Each week an AFL coach will write an exclusive column in partnership with the AFL Coaches Association. This week, North Melbourne's Brad Scott explains what happens during the flurry of activity between quarters.
QUARTER-time and three-quarter time breaks might only last seven minutes, but they are critical times in a game.
Australian football is one of the few sports in the world where you can't call a timeout during play to immediately address any concerns you have as a coach.
A runner can deliver instructions to individual players, but you can't get a message to your entire team until the next break.
In some games, you wish you could bring quarter-time or three-quarter time forward so you could get out there and talk to your players.
Once the siren goes, coaches have got to make every second count.
In such a limited time, you can't overload players with too much specific information because there's only so much they can take in before you just end up confusing them.
It's basically about breaking down what's going to give us the best chance of winning.
But before I address the team, we get the players to walk around for a little bit, just to try and flush some of the lactic acid from their legs.
After the siren, most of their heart rates will be at 85-90 per cent of their maximum level. You've got to be conscious that they are extremely fatigued and fatigue has a huge effect on concentration.
So we use the first two minutes of the break just to get the players physiologically calmed down.
I really like to get the players' feedback in that time, so our line coaches walk with their respective groups and ask them what they think has been going on out on the ground.
As coaches, we can get a pretty good sense of the way the game is unfolding from up in the coach's box, but it's very difficult to get a feel for the pressure the players are under. So we like to get their feedback first up.
Our line coaches will then briefly spell out to their players the most pertinent points to have come out of the game from the coaches' perspective, while I might also speak one-on-one with an individual player if I think it's necessary.
But, generally, I try to use this time to calm myself down, because when I address the players I want to make sure I'm giving them a really clear and succinct message. You don't want to let emotion get in the way of that.
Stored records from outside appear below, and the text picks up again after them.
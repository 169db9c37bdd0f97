//! Card templates - static card data.
//!
//! `CardTemplate` holds the immutable properties of a card type.
//! For example, "Stab" costs 3 gold, 1 action, and deals 2 damage -
//! these are part of the template.
//!
//! Per-copy identity lives in [`Card`](super::Card).

use serde::{Deserialize, Serialize};
use smallvec::SmallVec;

use crate::effects::Effect;

/// Identifier for a card template (the "kind" of card, not a copy).
#[derive(Clone, Copy, Debug, PartialEq, Eq, Hash, PartialOrd, Ord, Serialize, Deserialize)]
pub struct TemplateId(pub u32);

impl TemplateId {
    /// Create a new template ID.
    #[must_use]
    pub const fn new(id: u32) -> Self {
        Self(id)
    }

    /// Get the raw ID value.
    #[must_use]
    pub const fn raw(self) -> u32 {
        self.0
    }
}

impl std::fmt::Display for TemplateId {
    fn fmt(&self, f: &mut std::fmt::Formatter<'_>) -> std::fmt::Result {
        write!(f, "Template({})", self.0)
    }
}

/// Card-specific behaviour layered on top of the plain effect list.
///
/// The set is closed: a new special card is added by extending this enum,
/// never by inspecting names or ids at resolution time.
#[derive(Clone, Debug, PartialEq, Eq, Hash, Serialize, Deserialize)]
pub enum CardRule {
    /// Only copies of this template may be picked for the card's selections.
    SelectOnly(TemplateId),

    /// Grant gold when the card's trash effect trashes at least one card.
    TrashBonusGold(i64),

    /// Draw one replacement for each card discarded by the card's discard effect.
    DrawPerDiscard,

    /// Trashing a card grants a pick from the shop costing up to the
    /// trashed card's cost plus the effect's upgrade budget.
    UpgradeFromShop,
}

/// Static card template.
///
/// ## Example
///
/// ```
/// use rust_deckbuilder::cards::{CardTemplate, TemplateId};
/// use rust_deckbuilder::effects::Effect;
///
/// let stab = CardTemplate::new(TemplateId::new(2), "Stab")
///     .with_gold_cost(3)
///     .with_action_cost(1)
///     .with_effect(Effect::damage_enemy(2));
///
/// assert_eq!(stab.effects.len(), 1);
/// assert!(stab.is_valid());
/// ```
#[derive(Clone, Debug, PartialEq, Eq, Hash, Serialize, Deserialize)]
pub struct CardTemplate {
    /// Unique identifier for this template.
    pub id: TemplateId,

    /// Card name (for display/debugging).
    pub name: String,

    /// Gold needed to buy a copy from the shop.
    pub gold_cost: i64,

    /// Actions spent to play a copy.
    pub action_cost: i64,

    /// Effects resolved in order when played.
    pub effects: Vec<Effect>,

    /// Card-specific behaviour tags.
    #[serde(default)]
    pub rules: SmallVec<[CardRule; 2]>,
}

impl CardTemplate {
    /// Create a template with no cost and no effects.
    #[must_use]
    pub fn new(id: TemplateId, name: impl Into<String>) -> Self {
        Self {
            id,
            name: name.into(),
            gold_cost: 0,
            action_cost: 0,
            effects: Vec::new(),
            rules: SmallVec::new(),
        }
    }

    /// Set the shop price.
    #[must_use]
    pub fn with_gold_cost(mut self, cost: i64) -> Self {
        self.gold_cost = cost;
        self
    }

    /// Set the action cost.
    #[must_use]
    pub fn with_action_cost(mut self, cost: i64) -> Self {
        self.action_cost = cost;
        self
    }

    /// Append an effect.
    #[must_use]
    pub fn with_effect(mut self, effect: Effect) -> Self {
        self.effects.push(effect);
        self
    }

    /// Attach a behaviour tag.
    #[must_use]
    pub fn with_rule(mut self, rule: CardRule) -> Self {
        self.rules.push(rule);
        self
    }

    /// A playable template has at least one effect and a non-negative action cost.
    #[must_use]
    pub fn is_valid(&self) -> bool {
        !self.effects.is_empty() && self.action_cost >= 0
    }

    /// Check for a behaviour tag.
    #[must_use]
    pub fn has_rule(&self, rule: &CardRule) -> bool {
        self.rules.contains(rule)
    }

    /// The template restriction for selections, if any.
    #[must_use]
    pub fn selection_restriction(&self) -> Option<TemplateId> {
        self.rules.iter().find_map(|r| match r {
            CardRule::SelectOnly(id) => Some(*id),
            _ => None,
        })
    }

    /// Gold granted after a successful trash, if any.
    #[must_use]
    pub fn trash_bonus_gold(&self) -> Option<i64> {
        self.rules.iter().find_map(|r| match r {
            CardRule::TrashBonusGold(gold) => Some(*gold),
            _ => None,
        })
    }
}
So I spend a fair bit of time looking at our match-ups on the whiteboard, determining the way we want to go at the start of the next quarter.
By the time we've done that, I'll often only have 90 seconds to address the team before they go out again.
When I get the group around me, I try not to get too much into specifics. There are a huge number of factors that influence the result of a game, but you've got to try and break it down to the one or two that you think are most important.
Most of the time I'll talk about what we need to improve and reinforce the things we're doing well.
But coming from the coach's box, we've been able to get an overall perspective on the game that players can't get out on the ground.
So I think the role of the coach here is to inform the players: 'Hey, guys, this is what's happening'.
Especially when things aren't going well, you need to give your players a way forward: 'Right, this is what's happening, this is how we fix it'.
I'm normally fairly measured with the tone of my message, but sometimes a calculated spray makes sense. You've got to pick your time and recognise that it becomes a blunt instrument if you use it too regularly.
It also comes back to understanding your players, both as a group and individuals.
When I was a very young player I never quite understood how abusing a player would make him play any better. And, as a coach, your job is to make your players and your team play better – it's as simple as that.
If you know that a player won't respond well to a spray then why would you do that? You're only letting your emotions get the better of you.
But there are times when you can elicit a response from the group and from individual players with a bit of fire and brimstone.
When I'm addressing the players, I try to gauge whether they're switched on and my message is getting through.
There are days when I think I've really got the players' attention and they understand everything perfectly and I'm convinced they're going to go out and execute really well, but they don't. Other days I'm a bit concerned and they do.
It's always very difficult to judge, but I think you're always better to err on the side of simplicity with your message because the biggest mistake you can make is being too complex and confusing your players.
At three-quarter time of our NAB Cup game against Gold Coast this year, we shifted a lot of players into different positions and went with a lot of different set-ups, which resulted in mass confusion.
That was a great example for me of not being too complex with your message.
But it can work the other way. Take our round 17 game against Richmond last year, for example.
We went into three-quarter time that day seven points down. We had been pretty good for most of the game, but Richmond had been very good as well and had some terrific plans in place to make it difficult for Drew Petrie on our forward line.
At that break, we were able to make some structural changes that made a significant difference to the way we were moving the ball and helped Drew out a bit more.
I'm not saying for a second that the work our coaches did at that break won us that the game. Drew was the one who went forward, marked the ball and kicked five goals in that last quarter.
But with a relatively simple message and a few small changes, we were able to at least give him a better opportunity to do that.
As a coach, you only wish your message worked that effectively at every quarter-time and three-quarter time break.